Ma langue saigne
Il n’y a plus d’éthique. L’honneur est sauf tant que la faute n’a pas été révélée. Je vois de dos l’indifférence qui hausse les épaules. Je regarde d’en bas la profondeur de l’air. Ma langue saigne entre les mots. Les oreilles en portable nous écoutons des bruits de fer. Le marché du silence remballe ses étals. La pauvreté piétine dans les supermarchés. Il n’y a pas de réponse face aux lamentations. Les raisons brûlent dans leurs causes. Il n’y a plus qu’une colère de cendre. Pourquoi tant de prières ? Sous le masque de Dieu, il n’y a pas de visage. Sans compassion ni honte, les semaines sont noires sur les écrans de couleurs. La lâcheté ne signe pas son nom mais se cache partout.
Il y a toujours quelqu’un qui mange les repas qu’on saute faute d’argent. J’écris avec des rides sur le cœur. La mémoire à la longue devient une faculté consciente. Ce qui passe est toujours plus que ce qui passe. Le bonheur n’est pas une chose à laquelle on croit. C’est une forme d’intelligence comme la parole ou l’écoute, la lumière ou la vie. Dans le métier d’écrire, on revient de la page le cœur plein de ratures et la mine plus basse. Les mots comme les plantes, il faut qu’on les arrose. Le poème n’entend pas le bruit qu’il fait. Il est à l’intérieur de l’oreille comme une amande sous l’écale. On écrit toujours dans les intermittences du néant.
Toute loi est une fumisterie. On se cache derrière des règlements pour ne pas réfléchir. Le problème de l’univers, c’est que les hommes ont pris toute la place. Même les îles désertes ont changé de climat. On doit réparer planche à planche l’escalier de l’espoir. Les marches sont pourries et la rampe trop frêle. Je ne compte pas les graines, les rhizomes, les semences.
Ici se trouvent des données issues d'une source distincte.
//! The register-snapshot scheduler: a periodic `SIGALRM` drives
//! preemptive switches, cooperative code can also invoke it directly via
//! [`yield_now`], and `spawn`/`exit_thread`/`join` are all expressed in
//! terms of the same per-tick procedure. Grounded on `schedule`,
//! `scheduler_init`, `pthread_create`, `pthread_exit` and `pthread_join`
//! in `threads.c`.

use crate::error::ThreadError;
use crate::tcb::{Status, Tcb, TcbAdapter, ThreadId};
use hostio::context::Context;
use hostio::{identity, timer, CoreError, Limits};
use intrusive_collections::LinkedList;
use std::sync::{Once, OnceLock};

static mut THREADS: Option<LinkedList<TcbAdapter>> = None;
static mut CURRENT: *const Tcb = std::ptr::null();
static mut NEXT_ID: ThreadId = 0;
static INIT: Once = Once::new();
static LIMITS: OnceLock<Limits> = OnceLock::new();

fn limits() -> Limits {
    *LIMITS.get_or_init(Limits::from_env)
}

fn ensure_init() {
    INIT.call_once(|| unsafe {
        THREADS = Some(LinkedList::new(TcbAdapter::new()));
        let list = THREADS.as_mut().expect("just initialized");

        let boot = Tcb::bootstrap(alloc_id());
        CURRENT = Box::as_ref(&boot) as *const Tcb;
        list.push_back(boot);

        identity::set_identity_provider(current_id);
        identity::set_termination_hook(terminate_current);

        timer::install(on_tick, limits().quantum);
        log::debug!("uthread: scheduler initialized, quantum={:?}", limits().quantum);
    });
}

unsafe fn alloc_id() -> ThreadId {
    let id = NEXT_ID;
    NEXT_ID += 1;
    id
}

extern "C" fn on_tick(_signal: libc::c_int) {
    schedule();
}

/// Returns the running TCB's id. Installed as `hostio::identity`'s
/// provider once the scheduler exists, so `cow_tls` keys its registry by
/// user-thread id rather than OS-thread id.
fn current_id() -> ThreadId {
    unsafe { (*CURRENT).id }
}

/// Installed as `hostio::identity`'s termination hook: a thread that
/// touches TLS it doesn't own is marked `Exited` and the scheduler is
/// invoked, exactly like a normal `exit_thread`, but with a sentinel
/// return value distinguishing fault termination from a clean exit.
fn terminate_current() -> ! {
    exit_thread(usize::MAX)
}

/// Core per-tick procedure (spec §4.4): ready the running thread (unless
/// it just exited), advance the circular cursor to the next `Ready` TCB,
/// and resume it. Safe to invoke from the alarm handler or from a
/// cooperative call site — both paths fall through the same code.
fn schedule() {
    unsafe {
        let list = THREADS.as_mut().expect("scheduler initialized before first schedule()");
        let current_ptr = CURRENT;
        let current = &*current_ptr;

        if current.status.get() != Status::Exited {
            current.status.set(Status::Ready);
        }

        let mut cursor = list.cursor_mut_from_ptr(current_ptr);
        let bound = limits().max_threads + 1;
        let mut steps = 0usize;
        let next_ptr = loop {
            cursor.move_next();
            if cursor.is_null() {
                // Wrapped past the list's ghost element back to the front.
                cursor.move_next();
            }
            steps += 1;
            if steps > bound {
                if current.status.get() == Status::Exited {
                    log::info!("uthread: last thread exited, stopping scheduler");
                    timer::disarm();
                    std::process::exit(0);
                }
                current.status.set(Status::Running);
                return;
            }
            if let Some(tcb) = cursor.get() {
                if tcb.status.get() == Status::Ready {
                    break tcb as *const Tcb;
                }
            }
        };

        let next = &*next_ptr;
        next.status.set(Status::Running);
        CURRENT = next_ptr;

        Context::swap(&mut *current.context_ptr(), &*next.context_ptr());
    }
}

/// Entry point `makecontext` jumps to on a freshly spawned thread's
/// first switch-in. Reads its start closure off `CURRENT` rather than
/// any state owned by `hostio::context`, because by the time this runs,
/// `schedule()` has already set `CURRENT` to this very TCB — the
/// handoff is therefore per-thread, not a single shared slot a
/// re-entrant `schedule()` (e.g. a `SIGALRM` landing right after this
/// switch-in) could overwrite or race.
extern "C" fn trampoline() {
    let start = unsafe { (*CURRENT).take_pending_start() }
        .expect("trampoline entered without a pending start");
    start();
}

/// Invokes the scheduler cooperatively. Used by `usync`'s mutex/barrier
/// spin-yield loops and by `join`'s wait loop.
pub fn yield_now() {
    ensure_init();
    schedule();
}

/// Creates a new user thread running `start` to completion, then exiting
/// with its return value. Returns the new thread's id.
pub fn spawn<F>(start: F) -> Result<ThreadId, ThreadError>
where
    F: FnOnce() -> usize + 'static,
{
    ensure_init();
    timer::mask_preemption();
    let outcome = (|| unsafe {
        let list = THREADS.as_mut().expect("scheduler initialized");
        let live = list.iter().filter(|t| t.status.get() != Status::Exited).count();
        if live >= limits().max_threads {
            return Err(ThreadError::from(CoreError::Exhausted));
        }
        let id = alloc_id();
        let tcb = Tcb::spawned(
            id,
            limits().stack_size,
            Box::new(move || {
                let ret = start();
                exit_thread(ret);
            }),
            trampoline,
        );
        let mut cursor = list.cursor_mut_from_ptr(CURRENT);
        cursor.insert_before(tcb);
        log::debug!("uthread: spawned thread {}", id);
        Ok(id)
    })();
    timer::unmask_preemption();
    outcome
}

/// Terminates the calling thread, publishing `return_value` for a later
/// `join`. Never returns.
pub fn exit_thread(return_value: usize) -> ! {
    ensure_init();
    timer::mask_preemption();
    unsafe {
        let current = &*CURRENT;
        current.retval.set(Some(return_value));
        current.status.set(Status::Exited);
    }
    schedule();
    unreachable!("an Exited TCB must never be rescheduled")
}

/// Blocks (cooperatively, by yielding) until thread `id` has exited, then
/// returns its published return value and releases its stack.
pub fn join(id: ThreadId) -> Result<usize, ThreadError> {
    ensure_init();
    loop {
        timer::mask_preemption();
        let found = unsafe {
            let list = THREADS.as_ref().expect("scheduler initialized");
            list.iter().find(|t| t.id == id).map(|t| (t.status.get(), t.retval.get()))
        };
        match found {
            None => {
                timer::unmask_preemption();
                return Err(CoreError::NotFound.into());
            }
            Some((Status::Exited, retval)) => {
                timer::unmask_preemption();
                reap(id);
                return Ok(retval.unwrap_or(0));
            }
            Some(_) => {
                timer::unmask_preemption();
                yield_now();
            }
        }
    }
}

fn reap(id: ThreadId) {
    timer::mask_preemption();
    unsafe {
        let list = THREADS.as_mut().expect("scheduler initialized");
        let mut cursor = list.front_mut();
        while let Some(tcb) = cursor.get() {
            if tcb.id == id {
                cursor.remove();
                break;
            }
            cursor.move_next();
        }
    }
    timer::unmask_preemption();
}

/// The calling thread's own id.
pub fn self_id() -> ThreadId {
    ensure_init();
    current_id()
}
Il faut bien qu’un arbre s’enracine, qu’un oiseau s’enhardisse à voler hors du nid. Quand le paysage a mal, les chauves-souris s’affolent. Les campagnols fuient. Les cerfs se suicident. Les pas dans la forêt forment une sève externe. Celle que je traverse vient coucher dans mes rêves.
Ma mère n’est plus là mais je l’entends parler. Ce sont toujours ses mots qui me viennent à la bouche. Elle m’a appris sa langue. Face au chagrin des livres, je fais sourire les mots. J’ouvre les parenthèses pour aérer l’esprit. Quand on fuit, on fuit toujours nulle part, mais rester n’est rien de plus qu’être là. C’est l’horizon qu’il faut pousser plus loin. Il a gelé cette nuit. Le lac est devenu une immense marge de glace. La neige moutonne au ras des vitres. On écrit souvent ce qu’on ne dirait pas. Il faut pourtant le dire. La dignité est à ce prix. Les gens nous jugent toujours par ce qu’ils sont eux-mêmes. Ne rien posséder demeure le meilleur moyen d’être libre. Il ne faut pas avoir besoin, sinon d’amour. J’attends que le train de vie déraille pour continuer à pied. La nature fait bien les choses. Ce n’est pas elle qui aurait inventé l’auto. Je n’ai jamais réussi à faire entrer un personnage dans un livre. J’aurais trop peur qu’il meure. Je prononce à peine le mouvement d’un pas, des gestes sans personne. Je ne sais pas écrire avec de l’encre. Il me faut la lumière, les odeurs, les bruits, le sang qui coule dans les veines, la rumeur du monde, une blessure assise dans mes reins, un oiseau vivant sur la branche des mots. Je continue ma route, l’oreille à la portée du vent, pour l’entendre chanter.
Quand on ouvre la bouche, la lumière de l’air pénètre les voyelles. Je feuillette le grand livre du ciel, une volée d’oiseaux en tirage de tête. Je fais semblant de lire, de comprendre les arbres, de rejoindre les morts. Ça marche quelque fois. L’invisible prend forme. Des phrases tombent sur la page. Les choses donnent un visage au vide. Un seul coup de crayon change une ligne en ruisseau, une virgule en oiseau. L’alphabet se débat dans la broussaille des mots. L’insignifiant prend corps. L’infini m’envahit. Le monde s’ouvre comme un livre. Un frisson d’air agite la crinière des arbres. Des ailes d’ange remuent au cœur de l’immobile. J’ai les yeux qui pépient derrière mes lunettes. La pensée parle dans les gestes. Quelques mots, même un seul, tiennent le monde plus haut.